//! Crate-wide error taxonomy.
//!
//! Leaf modules (`rootfs`, `network`, `firecracker::api`) define their own
//! narrow `thiserror` enums; `RuntimeError` is the error surfaced by the
//! public `Runtime` operations and wraps them via `#[from]`, following
//! `spec.md` §7.

use thiserror::Error;

use crate::firecracker::SupervisorError;
use crate::image::OciLayoutError;
use crate::network::TapError;
use crate::rootfs::RootfsError;

#[derive(Debug, Error)]
pub enum RuntimeError {
    #[error("instance {0} not found")]
    ResourceNotFound(String),

    #[error("instance {0} is busy with a conflicting operation")]
    ResourceBusy(String),

    #[error("image {0} could not be materialized")]
    ImageUnavailable(String),

    #[error("rootfs mount failed: {0}")]
    RootfsMountFailed(String),

    #[error("rootfs injection failed: {0}")]
    RootfsInjectFailed(String),

    #[error("network setup failed: {0}")]
    NetworkSetupFailed(String),

    #[error("firecracker failed to spawn: {0}")]
    VmmSpawnFailed(String),

    #[error("firecracker API socket did not appear within the deadline")]
    ApiSocketTimeout,

    #[error("failed to stop instance: {0}")]
    StopFailed(String),

    #[error("operation not supported by this runtime")]
    NotSupported,

    #[error("operation was cancelled")]
    Cancelled,

    #[error("config render/write failed: {0}")]
    ConfigWriteFailed(String),

    #[error(transparent)]
    Io(#[from] std::io::Error),
}

impl From<RootfsError> for RuntimeError {
    fn from(err: RootfsError) -> Self {
        match err {
            RootfsError::BaseMissing(_) | RootfsError::MountFailed(_) | RootfsError::UnmountFailed(_) => {
                RuntimeError::RootfsMountFailed(err.to_string())
            }
            _ => RuntimeError::RootfsInjectFailed(err.to_string()),
        }
    }
}

impl From<TapError> for RuntimeError {
    fn from(err: TapError) -> Self {
        RuntimeError::NetworkSetupFailed(err.to_string())
    }
}

impl From<OciLayoutError> for RuntimeError {
    fn from(err: OciLayoutError) -> Self {
        RuntimeError::ImageUnavailable(err.to_string())
    }
}

impl From<SupervisorError> for RuntimeError {
    fn from(err: SupervisorError) -> Self {
        match err {
            SupervisorError::ApiSocketTimeout => RuntimeError::ApiSocketTimeout,
            SupervisorError::SpawnFailed(msg) => RuntimeError::VmmSpawnFailed(msg),
            SupervisorError::StopFailed(msg) => RuntimeError::StopFailed(msg),
            SupervisorError::Cancelled => RuntimeError::Cancelled,
        }
    }
}
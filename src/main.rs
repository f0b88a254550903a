//! Runtime agent binary.
//!
//! Boots the runtime, sweeps orphaned TAPs left over from a previous
//! crash, and then idles until shutdown — the actual desired-state source
//! (control-plane polling, a gRPC surface, etc.) is out of scope for this
//! crate and is expected to be wired in by an embedding binary.

use std::sync::Arc;

use anyhow::Result;
use tracing::info;
use tracing_subscriber::{layer::SubscriberExt, util::SubscriberInitExt, EnvFilter};

use zeitwork_runtime::allocator::tap_name;
use zeitwork_runtime::backend::FirecrackerBackend;
use zeitwork_runtime::image::OciLayoutImageSource;
use zeitwork_runtime::network::sweep_orphan_taps;
use zeitwork_runtime::{Config, Runtime};

#[tokio::main]
async fn main() -> Result<()> {
    tracing_subscriber::registry()
        .with(EnvFilter::try_from_default_env().unwrap_or_else(|_| "info".into()))
        .with(tracing_subscriber::fmt::layer().json())
        .init();

    info!("starting zeitwork runtime agent");

    let config = Config::from_env();
    info!(
        base_dir = %config.base_dir.display(),
        firecracker_bin = %config.firecracker_bin.display(),
        bridge_name = %config.bridge_name,
        "configuration loaded"
    );

    let images_dir = config.base_dir.join("images-oci");
    let backend = Arc::new(FirecrackerBackend {
        firecracker_bin: config.firecracker_bin.clone(),
    });
    let image_source = Arc::new(OciLayoutImageSource::new(images_dir));

    let runtime = Arc::new(Runtime::new(config, backend, image_source));

    // On startup the registry is empty (it is rebuilt in-memory, not
    // persisted), so every existing `tap-zw-*` interface is an orphan from
    // a previous run.
    let live_taps: std::collections::HashSet<String> = runtime
        .list_instance_ids()
        .await
        .iter()
        .map(|id| tap_name(id))
        .collect();
    let removed = sweep_orphan_taps(&live_taps);
    if !removed.is_empty() {
        info!(count = removed.len(), "swept orphan TAP devices on startup");
    }

    info!("runtime agent ready, awaiting shutdown signal");
    tokio::signal::ctrl_c().await?;
    info!("shutdown signal received, exiting");

    Ok(())
}
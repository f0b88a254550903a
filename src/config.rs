//! Configuration for the runtime agent.
//!
//! Reference: `spec.md` §6 ("Environment variables read by the core").

use std::path::PathBuf;

/// Candidate paths searched for the Firecracker binary when
/// `FIRECRACKER_BIN` is not set.
const FIRECRACKER_SEARCH_PATH: &[&str] = &["/usr/local/bin/firecracker", "/usr/bin/firecracker"];

/// Runtime agent configuration.
#[derive(Debug, Clone)]
pub struct Config {
    /// Base directory for per-instance state (`${ZEITWORK_FC_BASE}`).
    pub base_dir: PathBuf,

    /// Path to the Firecracker binary.
    pub firecracker_bin: PathBuf,

    /// Path to the pre-staged base rootfs template.
    pub base_rootfs_path: PathBuf,

    /// Path to the pre-staged kernel image.
    pub kernel_path: PathBuf,

    /// Name of the shared host bridge all TAPs attach to.
    pub bridge_name: String,
}

impl Config {
    /// Load configuration from environment variables, falling back to the
    /// defaults documented in `spec.md` §6.
    pub fn from_env() -> Self {
        let base_dir = std::env::var("ZEITWORK_FC_BASE")
            .map(PathBuf::from)
            .unwrap_or_else(|_| PathBuf::from("/var/lib/zeitwork/firecracker"));

        let firecracker_bin = std::env::var("FIRECRACKER_BIN")
            .map(PathBuf::from)
            .unwrap_or_else(|_| find_firecracker_binary());

        Self {
            base_rootfs_path: base_dir.join("images/base-rootfs.ext4"),
            kernel_path: base_dir.join("images/vmlinux"),
            base_dir,
            firecracker_bin,
            bridge_name: "br-zeitwork".to_string(),
        }
    }
}

/// Search `FIRECRACKER_SEARCH_PATH` then `$PATH` for a `firecracker` binary.
fn find_firecracker_binary() -> PathBuf {
    for candidate in FIRECRACKER_SEARCH_PATH {
        let path = PathBuf::from(candidate);
        if path.exists() {
            return path;
        }
    }

    if let Ok(path_var) = std::env::var("PATH") {
        for dir in std::env::split_paths(&path_var) {
            let candidate = dir.join("firecracker");
            if candidate.exists() {
                return candidate;
            }
        }
    }

    PathBuf::from("firecracker")
}
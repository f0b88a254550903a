//! Instance registry: the single source of truth for which instances this
//! node currently knows about.
//!
//! Invariant I1 (`spec.md` §4.S): exactly one `Client` per live
//! `instance_id`. Readers take a shared lock; `insert`/`remove` take the
//! exclusive lock, so a `Create` in flight never races a concurrent `List`.

use std::collections::HashMap;

use tokio::sync::RwLock;

use crate::types::Client;

#[derive(Default)]
pub struct Registry {
    instances: RwLock<HashMap<String, Client>>,
}

impl Registry {
    pub fn new() -> Self {
        Self {
            instances: RwLock::new(HashMap::new()),
        }
    }

    pub async fn insert(&self, client: Client) {
        self.instances
            .write()
            .await
            .insert(client.instance_id.clone(), client);
    }

    pub async fn remove(&self, instance_id: &str) -> Option<Client> {
        self.instances.write().await.remove(instance_id)
    }

    pub async fn get(&self, instance_id: &str) -> Option<Client> {
        self.instances.read().await.get(instance_id).cloned()
    }

    pub async fn contains(&self, instance_id: &str) -> bool {
        self.instances.read().await.contains_key(instance_id)
    }

    pub async fn list_ids(&self) -> std::collections::HashSet<String> {
        self.instances.read().await.keys().cloned().collect()
    }

    pub async fn list(&self) -> Vec<Client> {
        self.instances.read().await.values().cloned().collect()
    }

    pub async fn update<F>(&self, instance_id: &str, f: F) -> bool
    where
        F: FnOnce(&mut Client),
    {
        let mut instances = self.instances.write().await;
        match instances.get_mut(instance_id) {
            Some(client) => {
                f(client);
                true
            }
            None => false,
        }
    }

    pub async fn len(&self) -> usize {
        self.instances.read().await.len()
    }
}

- _Description of the task_: Please, from the entries above, set down exactly the lines from the one containing "impl From<OciLayoutError> for" through the one containing "use tracing::info;", and only those.

- _Solution below_:
impl From<OciLayoutError> for RuntimeError {
    fn from(err: OciLayoutError) -> Self {
        RuntimeError::ImageUnavailable(err.to_string())
    }
}

impl From<SupervisorError> for RuntimeError {
    fn from(err: SupervisorError) -> Self {
        match err {
            SupervisorError::ApiSocketTimeout => RuntimeError::ApiSocketTimeout,
            SupervisorError::SpawnFailed(msg) => RuntimeError::VmmSpawnFailed(msg),
            SupervisorError::StopFailed(msg) => RuntimeError::StopFailed(msg),
            SupervisorError::Cancelled => RuntimeError::Cancelled,
        }
    }
}
filename src/main.rs
repository f0b88a254550903a
//! Runtime agent binary.
//!
//! Boots the runtime, sweeps orphaned TAPs left over from a previous
//! crash, and then idles until shutdown — the actual desired-state source
//! (control-plane polling, a gRPC surface, etc.) is out of scope for this
//! crate and is expected to be wired in by an embedding binary.

use std::sync::Arc;

use anyhow::Result;
use tracing::info;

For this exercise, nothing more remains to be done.